Hunt for the word "start" across the entries below, copying each line that holds it.

Supplied entries:
• • • • • • •
impl<'s> Parser<'s> {
    fn new(source: &'s str) -> Self {
        Self {
            source,
            chars: source.chars().collect(),
            pos: 0,
        }
    }

    fn peek(&self) -> Option<char> {
        self.chars.get(self.pos).copied()
    }

    fn peek_at(&self, offset: usize) -> Option<char> {
        self.chars.get(self.pos + offset).copied()
    }

    fn skip_ws(&mut self) {
        while self.peek().is_some_and(char::is_whitespace) {
            self.pos += 1;
        }
    }

    fn unexpected(&self) -> ExprError {
        match self.peek() {
            Some(found) => ExprError::Unexpected {
                expr: self.source.to_string(),
                offset: self.pos,
                found,
            },
            None => ExprError::Empty,
        }
    }

    fn parse_union(&mut self) -> Result<Vec<Path>, ExprError> {
        let mut alternatives = Vec::new();
        loop {
            self.skip_ws();
            alternatives.push(self.parse_path()?);
            self.skip_ws();
            match self.peek() {
                Some('|') => self.pos += 1,
                None => break,
                Some(_) => return Err(self.unexpected()),
            }
        }
        Ok(alternatives)
    }

    fn parse_path(&mut self) -> Result<Path, ExprError> {
        let mut absolute = false;
        let mut axis = Axis::Child;

        if self.peek() == Some('/') {
            absolute = true;
            self.pos += 1;
            if self.peek() == Some('/') {
                self.pos += 1;
                axis = Axis::Descendant;
            }
        }

        let mut steps = Vec::new();
        loop {
            steps.push(self.parse_step(axis)?);
            if self.peek() != Some('/') {
                break;
            }
            self.pos += 1;
            axis = if self.peek() == Some('/') {
                self.pos += 1;
                Axis::Descendant
            } else {
                Axis::Child
            };
        }
        Ok(Path { absolute, steps })
    }

    fn parse_step(&mut self, axis: Axis) -> Result<Step, ExprError> {
        let (axis, test) = match self.peek() {
            Some('.') if self.peek_at(1) == Some('.') => {
                self.pos += 2;
                (Axis::Parent, NodeTest::Any)
            }
            Some('.') if !self.peek_at(1).is_some_and(is_name_char) => {
                self.pos += 1;
                (Axis::SelfNode, NodeTest::Any)
            }
            Some('*') => {
                self.pos += 1;
                (axis, NodeTest::Any)
            }
            Some('@') => {
                self.pos += 1;
                if self.peek() == Some('*') {
                    self.pos += 1;
                    (Axis::Attribute, NodeTest::Any)
                } else {
                    let name = self.parse_name()?;
                    (Axis::Attribute, NodeTest::Name(local_name(&name).to_string()))
                }
            }
            Some(c) if is_name_char(c) => {
                let name = self.parse_name()?;
                if name == "text" && self.peek() == Some('(') && self.peek_at(1) == Some(')') {
                    self.pos += 2;
                    (Axis::Child, NodeTest::Text)
                } else {
                    (axis, NodeTest::Name(local_name(&name).to_string()))
                }
            }
            _ => return Err(self.unexpected()),
        };

        let mut predicates = Vec::new();
        while self.peek() == Some('[') {
            self.pos += 1;
            predicates.push(self.parse_predicate()?);
        }

        Ok(Step {
            axis,
            test,
            predicates,
        })
    }

    fn parse_name(&mut self) -> Result<String, ExprError> {
        let start = self.pos;
        while self.peek().is_some_and(is_name_char) {
            self.pos += 1;
        }
        if start == self.pos {
            return Err(self.unexpected());
        }
        Ok(self.chars[start..self.pos].iter().collect())
    }

    fn parse_predicate(&mut self) -> Result<Predicate, ExprError> {
        self.skip_ws();
        let predicate = if self.peek().is_some_and(|c| c.is_ascii_digit()) {
            let start = self.pos;
            while self.peek().is_some_and(|c| c.is_ascii_digit()) {
                self.pos += 1;
            }
            let digits: String = self.chars[start..self.pos].iter().collect();
            match digits.parse::<usize>() {
                Ok(n) if n > 0 => Predicate::Position(n),
                _ => {
                    self.pos = start;
                    return Err(self.unexpected());
                }
            }
        } else {
            let path = self.parse_path()?;
            self.skip_ws();
            if self.peek() == Some('=') {
                self.pos += 1;
                self.skip_ws();
                Predicate::Equals(path, self.parse_literal()?)
            } else {
                Predicate::Exists(path)
            }
        };

        self.skip_ws();
        match self.peek() {
            Some(']') => {
                self.pos += 1;
                Ok(predicate)
            }
            Some(_) => Err(self.unexpected()),
            None => Err(ExprError::Unterminated {
                expr: self.source.to_string(),
                what: "predicate",
            }),
        }
    }

    fn parse_literal(&mut self) -> Result<String, ExprError> {
        let quote = match self.peek() {
            Some(q @ ('\'' | '"')) => q,
            _ => return Err(self.unexpected()),
        };
        self.pos += 1;
        let start = self.pos;
        while let Some(c) = self.peek() {
            if c == quote {
                let literal = self.chars[start..self.pos].iter().collect();
                self.pos += 1;
                return Ok(literal);
            }
            self.pos += 1;
        }
        Err(ExprError::Unterminated {
            expr: self.source.to_string(),
            what: "string literal",
        })
    }
}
• • • • • • •
Result for this exercise:
        let start = self.pos;
        if start == self.pos {
        Ok(self.chars[start..self.pos].iter().collect())
            let start = self.pos;
            let digits: String = self.chars[start..self.pos].iter().collect();
                    self.pos = start;
        let start = self.pos;
                let literal = self.chars[start..self.pos].iter().collect();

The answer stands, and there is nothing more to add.